Tuesday, January 10, 2012

D&D Next (aka 5th Edition): An Outsyder's Perspective

Yesterday, Wizards of the Coast announced that the next version of D&D will begin development soon, and that the fan base will be called upon to beta test and provide feedback. To say that this is exciting news would be an understatement of great magnitude (oxymoron?).

I'm only 28 years old, but I still started playing Dungeons & Dragons in the 80's with AD&D 1st Edition. I missed OD&D, but I've played 1st, 2nd, 3rd, 3.5, 4th, and this boxed set. I've loved all of them, but if I had to put them in order of preference, my list would look like this:

  1. D&D 3.5
  2. D&D 3.0
  3. D&D 2nd Edition
  4. AD&D
  5. D&D 4E

Most of that list Wizards probably doesn't care about... what matters most is that 3.5 is on top and 4E is on the bottom. I don't know what it was about 4th edition that killed the mood for me. It wasn't the emphasis on combat (because I like combat). It wasn't the World of Warcraft similarities (because I haven't really played WoW). It wasn't how poorly implemented skill challenges were (because I rarely used them). I loved the idea of 4E, the theory behind much of what was created, and especially the ease with which DMs can craft adventures on the fly (although it was, arguably, even easier in 1e/2e). But something just wasn't right.

I still can't put my finger on it. All I know is that when 4E was released in 2008, it took from June until the end of November for my group to get bored with 4E and switch to other games. We just moved on, and we've gotten in a lot of Rifts, D20 Modern, Magic: The Gathering, and Warhammer 40K... but we haven't had more than a single-session one-shot with 4E since.

The idea of a 5th edition makes me excited about D&D again. I remember how much I loved Tome of Battle, and how excited I was to read on EN World that it was a testing ground for mechanics that we would see updated versions of in 4E. I just signed up to be informed of the playtesting opportunities. I hope WotC will consider my little gaming group a worthy enough crew to do some testing and provide feedback.

Here's hoping we see a version of D&D that is at least loosely compatible with D&D 3.5 that uses Tome of Battle as inspiration. And here's hoping they bring my crew and me along for the ride!

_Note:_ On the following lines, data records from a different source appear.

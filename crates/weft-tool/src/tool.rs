use std::future::Future;

use async_trait::async_trait;
use tokio_util::sync::CancellationToken;

use crate::error::ToolError;

/// Resolved inputs handed to a tool.
pub type ToolInputs = serde_json::Map<String, serde_json::Value>;

/// A callable operation.
///
/// Implementations should watch `cancel` for long-running work; the caller
/// also enforces its own deadline by dropping the future.
#[async_trait]
pub trait Tool: Send + Sync {
  fn name(&self) -> &str;

  fn description(&self) -> &str {
    ""
  }

  async fn invoke(
    &self,
    inputs: ToolInputs,
    cancel: CancellationToken,
  ) -> Result<serde_json::Value, ToolError>;
}

/// A tool backed by an async closure.
///
/// ```ignore
/// let triple = FnTool::new("triple", |inputs| async move {
///   let n = inputs.get("item").and_then(|v| v.as_i64()).unwrap_or(0);
///   Ok(serde_json::json!(n * 3))
/// });
/// ```
pub struct FnTool<F> {
  name: String,
  handler: F,
}

impl<F, Fut> FnTool<F>
where
  F: Fn(ToolInputs) -> Fut + Send + Sync,
  Fut: Future<Output = Result<serde_json::Value, ToolError>> + Send,
{
  pub fn new(name: impl Into<String>, handler: F) -> Self {
    Self {
      name: name.into(),
      handler,
    }
  }
}

#[async_trait]
impl<F, Fut> Tool for FnTool<F>
where
  F: Fn(ToolInputs) -> Fut + Send + Sync,
  Fut: Future<Output = Result<serde_json::Value, ToolError>> + Send,
{
  fn name(&self) -> &str {
    &self.name
  }

  async fn invoke(
    &self,
    inputs: ToolInputs,
    _cancel: CancellationToken,
  ) -> Result<serde_json::Value, ToolError> {
    (self.handler)(inputs).await
  }
}
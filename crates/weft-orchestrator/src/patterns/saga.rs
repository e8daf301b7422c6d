use tokio_util::sync::CancellationToken;
use tracing::{error, info, warn};
use weft_config::SagaTransaction;
use weft_workflow::ExecutionLogEntry;

use super::Scope;
use crate::error::OrchestratorError;

impl Scope {
  /// Run each transaction's action in order, storing results under
  /// `saga.<name>.result`. On the first failure, compensate the completed
  /// transactions in reverse order and return the failure that triggered
  /// the rollback.
  pub(crate) async fn saga(
    &self,
    transactions: &[SagaTransaction],
    cancel: &CancellationToken,
  ) -> Result<(), OrchestratorError> {
    // A cancel mid-saga must not seal the log before rollback is recorded.
    let _hold = self.execution.hold_seal();
    let mut completed: Vec<&SagaTransaction> = Vec::with_capacity(transactions.len());

    for transaction in transactions {
      self.record(ExecutionLogEntry::info(format!(
        "Executing transaction: {}",
        transaction.name
      )));

      let outcome = match self.checkpoint(cancel).await {
        Ok(()) => self.run_step(&transaction.action, None, cancel).await,
        Err(e) => Err(e),
      };
      let outcome = outcome.and_then(|result| {
        self
          .execution
          .context()
          .set(format!("saga.{}.result", transaction.name), result)
          .map_err(OrchestratorError::from)
      });

      if let Err(e) = outcome {
        self.record(
          ExecutionLogEntry::error(format!("Transaction {} failed", transaction.name))
            .with_data(serde_json::json!({ "error": e.to_string() })),
        );
        self.rollback(&completed).await;
        return Err(OrchestratorError::SagaFailed {
          transaction: transaction.name.clone(),
          source: Box::new(e),
        });
      }

      completed.push(transaction);
    }

    self.record(ExecutionLogEntry::info("Saga completed successfully"));
    Ok(())
  }

  /// Best-effort compensation, newest first.
  ///
  /// Compensations ignore both the caller's token and the execution's
  /// cancellation; each one is still bounded by its step deadline.
  async fn rollback(&self, completed: &[&SagaTransaction]) {
    warn!(
      execution_id = %self.execution.id(),
      transactions = completed.len(),
      "saga_rollback_started"
    );
    self.record(ExecutionLogEntry::info("Starting saga rollback"));

    for transaction in completed.iter().rev() {
      let Some(compensation) = &transaction.compensation else {
        self.record(ExecutionLogEntry::warning(format!(
          "No compensation defined for transaction: {}",
          transaction.name
        )));
        continue;
      };

      self.record(ExecutionLogEntry::info(format!(
        "Executing compensation for: {}",
        transaction.name
      )));

      if let Err(e) = self.run_compensation(compensation).await {
        let err = OrchestratorError::SagaRollback {
          transaction: transaction.name.clone(),
          source: Box::new(e),
        };
        error!(
          execution_id = %self.execution.id(),
          transaction = %transaction.name,
          error = %err,
          "compensation_failed"
        );
        self.record(ExecutionLogEntry::error(err.to_string()));
      }
    }

    info!(execution_id = %self.execution.id(), "saga_rollback_finished");
  }
}
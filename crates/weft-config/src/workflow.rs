use std::collections::HashSet;

use serde::{Deserialize, Serialize};

use crate::error::DefinitionError;
use crate::io::{WorkflowInput, WorkflowOutput, WorkflowTrigger};
use crate::policy::ErrorHandlingPolicy;
use crate::step::WorkflowStepDef;

/// An immutable workflow template.
#[derive(Debug, Clone, PartialEq, Serialize, Deserialize)]
pub struct WorkflowDefinition {
  pub id: String,
  pub name: String,
  #[serde(default)]
  pub description: String,
  #[serde(default)]
  pub version: String,
  #[serde(default)]
  pub triggers: Vec<WorkflowTrigger>,
  #[serde(default)]
  pub inputs: Vec<WorkflowInput>,
  pub steps: Vec<WorkflowStepDef>,
  #[serde(default)]
  pub outputs: Vec<WorkflowOutput>,
  #[serde(default)]
  pub error_policy: ErrorHandlingPolicy,
  #[serde(default)]
  pub metadata: serde_json::Map<String, serde_json::Value>,
}

impl WorkflowDefinition {
  /// Parse and validate a definition from JSON text.
  pub fn from_json(text: &str) -> Result<Self, DefinitionError> {
    let definition: Self = serde_json::from_str(text)?;
    definition.validate()?;
    Ok(definition)
  }

  /// Get a step by ID.
  pub fn get_step(&self, step_id: &str) -> Option<&WorkflowStepDef> {
    self.steps.iter().find(|s| s.id == step_id)
  }

  /// Check structural consistency of the step list.
  pub fn validate(&self) -> Result<(), DefinitionError> {
    let mut seen = HashSet::new();
    for step in &self.steps {
      if !seen.insert(step.id.as_str()) {
        return Err(DefinitionError::DuplicateStepId {
          step_id: step.id.clone(),
        });
      }
      if step.tool.is_empty() {
        return Err(DefinitionError::MissingTool {
          step_id: step.id.clone(),
        });
      }
    }

    for step in &self.steps {
      for dependency in &step.depends_on {
        if !seen.contains(dependency.as_str()) {
          return Err(DefinitionError::UnknownDependency {
            step_id: step.id.clone(),
            dependency: dependency.clone(),
          });
        }
      }
      if let Some(fallback) = &step.error_handling.fallback_step {
        if !seen.contains(fallback.as_str()) {
          return Err(DefinitionError::UnknownFallback {
            step_id: step.id.clone(),
            fallback: fallback.clone(),
          });
        }
      }
    }

    Ok(())
  }
}
use tokio_util::sync::CancellationToken;
use weft_config::WorkflowStepDef;

use super::Scope;
use crate::error::OrchestratorError;

/// Which step failures a pattern absorbs instead of aborting.
#[derive(Debug, Clone, Copy, PartialEq, Eq)]
pub(crate) enum Absorb {
  /// Only steps marked `continue_on_fail` or `on_error: skip`.
  Marked,
  /// Every step, as under the `continue` error strategy.
  All,
}

impl Absorb {
  /// Resolution, missing tools and cancellation are never absorbed.
  pub(crate) fn absorbs(self, step: &WorkflowStepDef, err: &OrchestratorError) -> bool {
    !err.is_fatal_for_step() && (self == Absorb::All || step.absorbs_failure())
  }
}

impl Scope {
  /// Run `steps` strictly in order. Returns how many failures were absorbed.
  pub(crate) async fn sequential(
    &self,
    steps: &[WorkflowStepDef],
    cancel: &CancellationToken,
  ) -> Result<usize, OrchestratorError> {
    self.sequence(steps, 0, Absorb::Marked, cancel).await
  }

  /// [`Scope::sequential`] with an explicit absorb mode. `first_index` is
  /// the position of `steps[0]` in the definition, for progress reporting.
  pub(crate) async fn sequence(
    &self,
    steps: &[WorkflowStepDef],
    first_index: usize,
    absorb: Absorb,
    cancel: &CancellationToken,
  ) -> Result<usize, OrchestratorError> {
    let mut absorbed = 0;

    for (offset, step) in steps.iter().enumerate() {
      self.checkpoint(cancel).await?;
      self.execution.set_current_step(first_index + offset);

      if let Some(reason) = self.skip_reason(step) {
        self.record_skipped(step, &reason);
        continue;
      }

      match self.run_step(step, None, cancel).await {
        Ok(_) => {}
        Err(e) if absorb.absorbs(step, &e) => absorbed += 1,
        Err(e) => {
          return Err(OrchestratorError::StepFailed {
            step_id: step.id.clone(),
            source: Box::new(e),
          });
        }
      }
    }

    Ok(absorbed)
  }
}
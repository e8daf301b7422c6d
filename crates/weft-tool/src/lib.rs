//! Weft Tool
//!
//! The boundary between the orchestrator and the operations it calls. The
//! orchestrator knows nothing about what a tool does: it looks one up by name
//! in a [`ToolRegistry`] and calls [`Tool::invoke`] with resolved inputs and a
//! cancellation token.

mod builtin;
mod error;
mod registry;
mod tool;

pub use builtin::{EchoTool, FailTool, SleepTool, SumTool, builtin_registry};
pub use error::ToolError;
pub use registry::{InMemoryToolRegistry, ToolRegistry};
pub use tool::{FnTool, Tool, ToolInputs};
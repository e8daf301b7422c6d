use std::time::Duration;

use serde::{Deserialize, Serialize};

use crate::error::OrchestratorError;

/// Orchestrator-wide settings.
#[derive(Debug, Clone, PartialEq, Serialize, Deserialize)]
#[serde(default)]
pub struct OrchestratorConfig {
  /// Step deadline when a step sets no `timeout_ms` (or sets zero).
  pub default_step_timeout_ms: u64,
  /// Bound for parallel step groups run by [`crate::Orchestrator::run`].
  pub default_max_concurrent: usize,
  /// Bound for the map phase of map-reduce. `None` runs every item at once.
  pub map_concurrency: Option<usize>,
  /// Backoff unit for retries whose policy has no `initial_delay_ms`.
  pub retry_base_delay_ms: u64,
}

impl Default for OrchestratorConfig {
  fn default() -> Self {
    Self {
      default_step_timeout_ms: 30_000,
      default_max_concurrent: 4,
      map_concurrency: None,
      retry_base_delay_ms: 1_000,
    }
  }
}

impl OrchestratorConfig {
  pub fn from_json(text: &str) -> Result<Self, serde_json::Error> {
    serde_json::from_str(text)
  }

  pub fn default_step_timeout(&self) -> Duration {
    Duration::from_millis(self.default_step_timeout_ms)
  }

  pub fn retry_base_delay(&self) -> Duration {
    Duration::from_millis(self.retry_base_delay_ms)
  }

  /// Reject settings that would stall every execution.
  pub fn validate(&self) -> Result<(), OrchestratorError> {
    if self.default_step_timeout_ms == 0 {
      return Err(OrchestratorError::invalid_config(
        "default_step_timeout_ms must be greater than zero",
      ));
    }
    if self.default_max_concurrent == 0 {
      return Err(OrchestratorError::invalid_config(
        "default_max_concurrent must be greater than zero",
      ));
    }
    if self.map_concurrency == Some(0) {
      return Err(OrchestratorError::invalid_config(
        "map_concurrency must be greater than zero when set",
      ));
    }
    Ok(())
  }
}
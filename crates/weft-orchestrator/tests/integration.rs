//! Integration tests for weft-orchestrator using closure-backed tools.

use std::sync::Arc;
use std::sync::atomic::{AtomicUsize, Ordering};
use std::time::Duration;

use parking_lot::Mutex;
use serde_json::{Map, Value, json};
use tokio_util::sync::CancellationToken;
use weft_config::{LoopConfig, SagaTransaction, StepCondition, WorkflowDefinition, WorkflowStepDef};
use weft_orchestrator::{Orchestrator, OrchestratorConfig, OrchestratorError};
use weft_tool::{
  EchoTool, FailTool, FnTool, InMemoryToolRegistry, SleepTool, SumTool, Tool, ToolError,
  ToolInputs,
};
use weft_workflow::{ExecutionState, Finding, FindingSeverity, FindingType, LogLevel, StepStatus};

type Calls = Arc<Mutex<Vec<String>>>;

fn definition(value: Value) -> WorkflowDefinition {
  serde_json::from_value(value).expect("valid definition")
}

fn empty_definition() -> WorkflowDefinition {
  definition(json!({ "id": "wf", "name": "wf", "steps": [] }))
}

/// Registry with `record` (pushes its `label` input onto `calls`), plus the
/// built-in echo, fail, sleep and sum tools.
fn recording_registry(calls: &Calls) -> InMemoryToolRegistry {
  let calls = calls.clone();
  InMemoryToolRegistry::new()
    .with(FnTool::new("record", move |inputs: ToolInputs| {
      let calls = calls.clone();
      async move {
        let label = inputs
          .get("label")
          .and_then(Value::as_str)
          .unwrap_or_default()
          .to_string();
        calls.lock().push(label.clone());
        Ok(json!(label))
      }
    }))
    .with(EchoTool)
    .with(FailTool)
    .with(SleepTool)
    .with(SumTool)
}

fn setup(registry: InMemoryToolRegistry) -> (Arc<Orchestrator>, String) {
  setup_with_inputs(registry, Map::new())
}

fn setup_with_inputs(
  registry: InMemoryToolRegistry,
  inputs: Map<String, Value>,
) -> (Arc<Orchestrator>, String) {
  let orchestrator = Arc::new(Orchestrator::new(Arc::new(registry)));
  let id = orchestrator
    .create_execution(empty_definition(), inputs)
    .expect("execution created");
  (orchestrator, id)
}

fn record(id: &str) -> WorkflowStepDef {
  WorkflowStepDef::new(id, "record").with_input("label", id)
}

fn fail(id: &str) -> WorkflowStepDef {
  WorkflowStepDef::new(id, "fail").with_input("message", format!("{} failed", id))
}

fn recorded(calls: &Calls) -> Vec<String> {
  calls.lock().clone()
}

// --- Sequential ---

#[tokio::test]
async fn test_sequential_runs_in_order_and_logs_each_step() {
  let calls = Calls::default();
  let (orchestrator, id) = setup(recording_registry(&calls));

  orchestrator
    .execute_sequential(
      &id,
      &[record("a"), record("b"), record("c")],
      CancellationToken::new(),
    )
    .await
    .unwrap();

  assert_eq!(recorded(&calls), ["a", "b", "c"]);

  let execution = orchestrator.execution(&id).unwrap();
  let completed: Vec<_> = execution
    .log()
    .entries()
    .into_iter()
    .filter(|e| e.status == Some(StepStatus::Completed))
    .collect();
  let order: Vec<_> = completed.iter().filter_map(|e| e.step_id.clone()).collect();
  assert_eq!(order, ["a", "b", "c"]);
  assert!(completed.windows(2).all(|w| w[0].timestamp <= w[1].timestamp));

  assert_eq!(execution.context().get("b.output"), Some(json!("b")));
  assert_eq!(execution.state(), ExecutionState::Running);
}

#[tokio::test]
async fn test_sequential_aborts_on_failure() {
  let calls = Calls::default();
  let (orchestrator, id) = setup(recording_registry(&calls));

  let err = orchestrator
    .execute_sequential(
      &id,
      &[record("a"), fail("b"), record("c")],
      CancellationToken::new(),
    )
    .await
    .unwrap_err();

  match err {
    OrchestratorError::StepFailed { step_id, source } => {
      assert_eq!(step_id, "b");
      assert!(matches!(*source, OrchestratorError::ToolExecution { .. }));
    }
    other => panic!("unexpected error: {other}"),
  }
  assert_eq!(recorded(&calls), ["a"]);

  let errors = orchestrator.execution(&id).unwrap().log().entries_for_step("b");
  assert_eq!(errors.len(), 1);
  assert_eq!(errors[0].level, LogLevel::Error);
}

#[tokio::test]
async fn test_sequential_continue_on_fail_absorbs_tool_errors() {
  let calls = Calls::default();
  let (orchestrator, id) = setup(recording_registry(&calls));

  orchestrator
    .execute_sequential(
      &id,
      &[record("a"), fail("b").continue_on_fail(), record("c")],
      CancellationToken::new(),
    )
    .await
    .unwrap();

  assert_eq!(recorded(&calls), ["a", "c"]);
}

#[tokio::test]
async fn test_resolution_failure_is_fatal_even_with_continue_on_fail() {
  let calls = Calls::default();
  let (orchestrator, id) = setup(recording_registry(&calls));

  let unresolvable = WorkflowStepDef::new("b", "record")
    .with_input("label", "${context.missing}")
    .continue_on_fail();

  let err = orchestrator
    .execute_sequential(
      &id,
      &[unresolvable, record("c")],
      CancellationToken::new(),
    )
    .await
    .unwrap_err();

  match err {
    OrchestratorError::StepFailed { source, .. } => match *source {
      OrchestratorError::Resolution { source, .. } => {
        assert_eq!(source.missing_key(), Some("missing"));
      }
      other => panic!("unexpected cause: {other}"),
    },
    other => panic!("unexpected error: {other}"),
  }
  assert!(recorded(&calls).is_empty());
}

#[tokio::test]
async fn test_unmet_conditions_and_dependencies_skip_steps() {
  let calls = Calls::default();
  let (orchestrator, id) = setup(recording_registry(&calls));

  let gated = record("gated").with_condition(StepCondition::new(
    "${context.flag}",
    "exists",
    Value::Null,
  ));
  let dependent = record("dependent").with_dependency("broken");

  orchestrator
    .execute_sequential(
      &id,
      &[gated, fail("broken").continue_on_fail(), dependent, record("last").with_dependency("gated")],
      CancellationToken::new(),
    )
    .await
    .unwrap();

  assert!(recorded(&calls).is_empty());

  let execution = orchestrator.execution(&id).unwrap();
  for step_id in ["gated", "dependent", "last"] {
    let entries = execution.log().entries_for_step(step_id);
    assert_eq!(entries.len(), 1, "{step_id}");
    assert_eq!(entries[0].status, Some(StepStatus::Skipped));
  }
}
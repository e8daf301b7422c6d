use thiserror::Error;

use crate::execution::ExecutionState;

#[derive(Debug, Error)]
pub enum ExecutionError {
  #[error("invalid state transition: {from} -> {to}")]
  InvalidTransition {
    from: ExecutionState,
    to: ExecutionState,
  },

  #[error("execution {execution_id} is {state} and accepts no further changes")]
  Terminal {
    execution_id: String,
    state: ExecutionState,
  },

  #[error("execution cancelled")]
  Cancelled,

  #[error("context is sealed; cannot write key '{key}'")]
  Sealed { key: String },
}
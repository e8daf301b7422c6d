use thiserror::Error;

/// Errors raised while validating a workflow definition.
#[derive(Debug, Error)]
pub enum DefinitionError {
  #[error("duplicate step id: {step_id}")]
  DuplicateStepId { step_id: String },

  #[error("step '{step_id}' depends on unknown step '{dependency}'")]
  UnknownDependency { step_id: String, dependency: String },

  #[error("step '{step_id}' names unknown fallback step '{fallback}'")]
  UnknownFallback { step_id: String, fallback: String },

  #[error("step '{step_id}' has no tool")]
  MissingTool { step_id: String },

  #[error("invalid workflow definition: {0}")]
  Parse(#[from] serde_json::Error),
}
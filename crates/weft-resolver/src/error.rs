use thiserror::Error;

/// Errors that can occur while resolving context references.
#[derive(Debug, Error)]
pub enum ResolveError {
  /// The referenced key is not in the context.
  #[error("context variable not found: {key}")]
  MissingReference { key: String },

  /// The reference has an empty path.
  #[error("invalid reference: {reference}")]
  InvalidReference { reference: String },

  /// Resolution failed inside a named step input.
  #[error("failed to resolve input '{input}': {source}")]
  Input {
    input: String,
    #[source]
    source: Box<ResolveError>,
  },
}

impl ResolveError {
  /// The context key that could not be found, looking through input wrappers.
  pub fn missing_key(&self) -> Option<&str> {
    match self {
      Self::MissingReference { key } => Some(key),
      Self::InvalidReference { .. } => None,
      Self::Input { source, .. } => source.missing_key(),
    }
  }
}

/// Errors that can occur while evaluating a condition.
#[derive(Debug, Error)]
pub enum ConditionError {
  #[error("unknown operator: {operator}")]
  UnknownOperator { operator: String },

  #[error("cannot compare {value} as a number")]
  NotNumeric { value: String },

  #[error(transparent)]
  Resolve(#[from] ResolveError),
}
use std::time::Duration;

use serde_json::json;
use tokio_util::sync::CancellationToken;
use tracing::{debug, warn};
use weft_config::{LoopConfig, WorkflowStepDef};
use weft_resolver::evaluate_condition;
use weft_workflow::ExecutionLogEntry;

use super::Scope;
use crate::error::OrchestratorError;

impl Scope {
  /// Repeat `steps` under `config`. Returns the number of iterations run.
  ///
  /// The exit condition is checked at the start of each iteration. Each
  /// iteration records its index under `loop.iteration_<i>.index`. The
  /// delay is skipped after the last iteration and stops early on
  /// cancellation.
  pub(crate) async fn repeat(
    &self,
    steps: &[WorkflowStepDef],
    config: &LoopConfig,
    cancel: &CancellationToken,
  ) -> Result<u32, OrchestratorError> {
    if config.max_iterations == 0 {
      return Err(OrchestratorError::invalid_config(
        "loop max_iterations must be greater than zero",
      ));
    }

    let mut completed = 0;
    let mut exited = false;

    for iteration in 0..config.max_iterations {
      self.checkpoint(cancel).await?;

      if let Some(exit) = &config.exit_condition {
        if evaluate_condition(exit, self.execution.context())? {
          exited = true;
          break;
        }
      }

      self
        .execution
        .context()
        .set(format!("loop.iteration_{}.index", iteration), json!(iteration))?;
      debug!(execution_id = %self.execution.id(), iteration, "loop_iteration_started");

      if let Err(e) = self.sequential(steps, cancel).await {
        if !config.continue_on_error || e.is_cancellation() {
          return Err(OrchestratorError::LoopIteration {
            iteration,
            source: Box::new(e),
          });
        }
        warn!(
          execution_id = %self.execution.id(),
          iteration,
          error = %e,
          "loop_iteration_failed"
        );
        self.record(
          ExecutionLogEntry::error(format!("Loop iteration {} failed, continuing", iteration))
            .with_data(json!({ "iteration": iteration, "error": e.to_string() })),
        );
      }

      completed += 1;

      if config.delay_between_ms > 0 && iteration + 1 < config.max_iterations {
        tokio::select! {
          _ = tokio::time::sleep(Duration::from_millis(config.delay_between_ms)) => {}
          _ = cancel.cancelled() => return Err(OrchestratorError::Cancelled),
          _ = self.execution.cancellation().cancelled() => return Err(OrchestratorError::Cancelled),
        }
      }
    }

    self.record(ExecutionLogEntry::info(format!(
      "Loop completed after {} iterations ({})",
      completed,
      if exited {
        "exit condition met"
      } else {
        "max reached"
      }
    )));
    Ok(completed)
  }
}
use std::collections::HashMap;
use std::sync::Arc;

use parking_lot::RwLock;

use crate::tool::Tool;

/// Lookup of tools by name.
pub trait ToolRegistry: Send + Sync {
  fn get(&self, name: &str) -> Option<Arc<dyn Tool>>;

  /// Registered tool names, sorted.
  fn names(&self) -> Vec<String>;
}

/// Registry holding tools in memory.
#[derive(Default)]
pub struct InMemoryToolRegistry {
  tools: RwLock<HashMap<String, Arc<dyn Tool>>>,
}

impl InMemoryToolRegistry {
  pub fn new() -> Self {
    Self::default()
  }

  /// Register a tool under its own name, returning any tool it replaced.
  pub fn register(&self, tool: impl Tool + 'static) -> Option<Arc<dyn Tool>> {
    let tool: Arc<dyn Tool> = Arc::new(tool);
    let name = tool.name().to_string();
    self.tools.write().insert(name, tool)
  }

  /// Builder-style [`InMemoryToolRegistry::register`].
  pub fn with(self, tool: impl Tool + 'static) -> Self {
    self.register(tool);
    self
  }

  pub fn len(&self) -> usize {
    self.tools.read().len()
  }

  pub fn is_empty(&self) -> bool {
    self.len() == 0
  }
}

impl ToolRegistry for InMemoryToolRegistry {
  fn get(&self, name: &str) -> Option<Arc<dyn Tool>> {
    self.tools.read().get(name).cloned()
  }

  fn names(&self) -> Vec<String> {
    let mut names: Vec<String> = self.tools.read().keys().cloned().collect();
    names.sort();
    names
  }
}
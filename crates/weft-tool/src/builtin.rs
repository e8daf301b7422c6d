//! Built-in tools available to the CLI.

use std::time::Duration;

use async_trait::async_trait;
use serde_json::{Value, json};
use tokio_util::sync::CancellationToken;
use tracing::debug;

use crate::error::ToolError;
use crate::registry::InMemoryToolRegistry;
use crate::tool::{Tool, ToolInputs};

/// Returns its inputs unchanged.
pub struct EchoTool;

#[async_trait]
impl Tool for EchoTool {
  fn name(&self) -> &str {
    "echo"
  }

  fn description(&self) -> &str {
    "Return the inputs as an object"
  }

  async fn invoke(&self, inputs: ToolInputs, _cancel: CancellationToken) -> Result<Value, ToolError> {
    Ok(Value::Object(inputs))
  }
}

/// Sums the numbers in `values`, or in `map_results` when used as a reduce
/// step. Nulls are skipped; the result is an integer when every addend is.
pub struct SumTool;

#[async_trait]
impl Tool for SumTool {
  fn name(&self) -> &str {
    "sum"
  }

  fn description(&self) -> &str {
    "Sum an array of numbers from `values` or `map_results`"
  }

  async fn invoke(&self, inputs: ToolInputs, _cancel: CancellationToken) -> Result<Value, ToolError> {
    let (input, values) = ["values", "map_results"]
      .iter()
      .find_map(|key| inputs.get(*key).map(|v| (*key, v)))
      .ok_or_else(|| ToolError::invalid_input("values", "missing"))?;

    let items = values
      .as_array()
      .ok_or_else(|| ToolError::invalid_input(input, "expected an array"))?;

    let mut int_total: i64 = 0;
    let mut float_total: f64 = 0.0;
    let mut all_integers = true;

    for item in items.iter().filter(|v| !v.is_null()) {
      match item.as_i64() {
        Some(n) if all_integers => {
          int_total = int_total
            .checked_add(n)
            .ok_or_else(|| ToolError::failed("integer overflow"))?;
          float_total += n as f64;
        }
        _ => {
          let n = item
            .as_f64()
            .ok_or_else(|| ToolError::invalid_input(input, format!("not a number: {}", item)))?;
          all_integers = false;
          float_total += n;
        }
      }
    }

    if all_integers {
      Ok(json!(int_total))
    } else {
      Ok(json!(float_total))
    }
  }
}

/// Waits `ms` milliseconds, stopping early on cancellation.
pub struct SleepTool;

#[async_trait]
impl Tool for SleepTool {
  fn name(&self) -> &str {
    "sleep"
  }

  fn description(&self) -> &str {
    "Wait for `ms` milliseconds"
  }

  async fn invoke(&self, inputs: ToolInputs, cancel: CancellationToken) -> Result<Value, ToolError> {
    let ms = inputs
      .get("ms")
      .and_then(Value::as_u64)
      .ok_or_else(|| ToolError::invalid_input("ms", "expected a non-negative integer"))?;

    debug!(ms, "sleep tool waiting");

    tokio::select! {
      _ = tokio::time::sleep(Duration::from_millis(ms)) => Ok(json!({ "slept_ms": ms })),
      _ = cancel.cancelled() => Err(ToolError::Cancelled),
    }
  }
}

/// Always fails with `message`.
pub struct FailTool;

#[async_trait]
impl Tool for FailTool {
  fn name(&self) -> &str {
    "fail"
  }

  fn description(&self) -> &str {
    "Fail with the given `message`"
  }

  async fn invoke(&self, inputs: ToolInputs, _cancel: CancellationToken) -> Result<Value, ToolError> {
    let message = inputs
      .get("message")
      .and_then(Value::as_str)
      .unwrap_or("tool failed on request");
    Err(ToolError::failed(message))
  }
}

/// Registry pre-populated with every built-in tool.
pub fn builtin_registry() -> InMemoryToolRegistry {
  InMemoryToolRegistry::new()
    .with(EchoTool)
    .with(SumTool)
    .with(SleepTool)
    .with(FailTool)
}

  1. We'll see... we'll see. I'm 40 and have been playing D&D/RPGs since I was 13. To me 2e was the worst; it removed all the flavor from the game and was to limiting with class selection. 3/3.5 was the best in terms of class choices (maybe almost a little to unlimited, but still, it allowed for flair). 4e did the same thing that 2e did with limited choices, and the combat system devolved into a miniatures tabletop game (almost as if WotC was just trying to finally get people to D&D Miniatures).

    I've not played actual d20/D&D in a long time, as I've discovered other gaming systems that I've come to prefer (Rifts/Palladium, Tribe 8, Song of Ice & Fire, et.al.). But, I am interested to see what happens with D&D. It is the granddaddy of them all and it should not go gently into that goodnight.

  2. 2e the worst!?!? I guess it shines a little brighter for me because I never really played 2e by itself. For much of the time I was running "2e", we had the Player's Handbook, a few Forgotten Realms boxed sets, and a bunch of "Complete Books of X"... but we were still using the 1st edition DMG, Monster Manual, and Fiend Folio for tons of stuff.

  3. 2e gets a lot of hate, but I'm with you on having a lot of fun with it. I played Basic and AD&D, but 2e was the version that I became a DM with (so it will always have that nostalgia factor).
    2e also had some of the greatest settings and boxed sets TSR ever produced (I loved Dark Sun, Al-Quadim, Spelljammer and the Undermountain sets). Sure, they bankrupted the company, but it was a great time to get into the hobby.

    1. Amen to the greatest settings and boxed sets... I'd add Night Below to that list as well.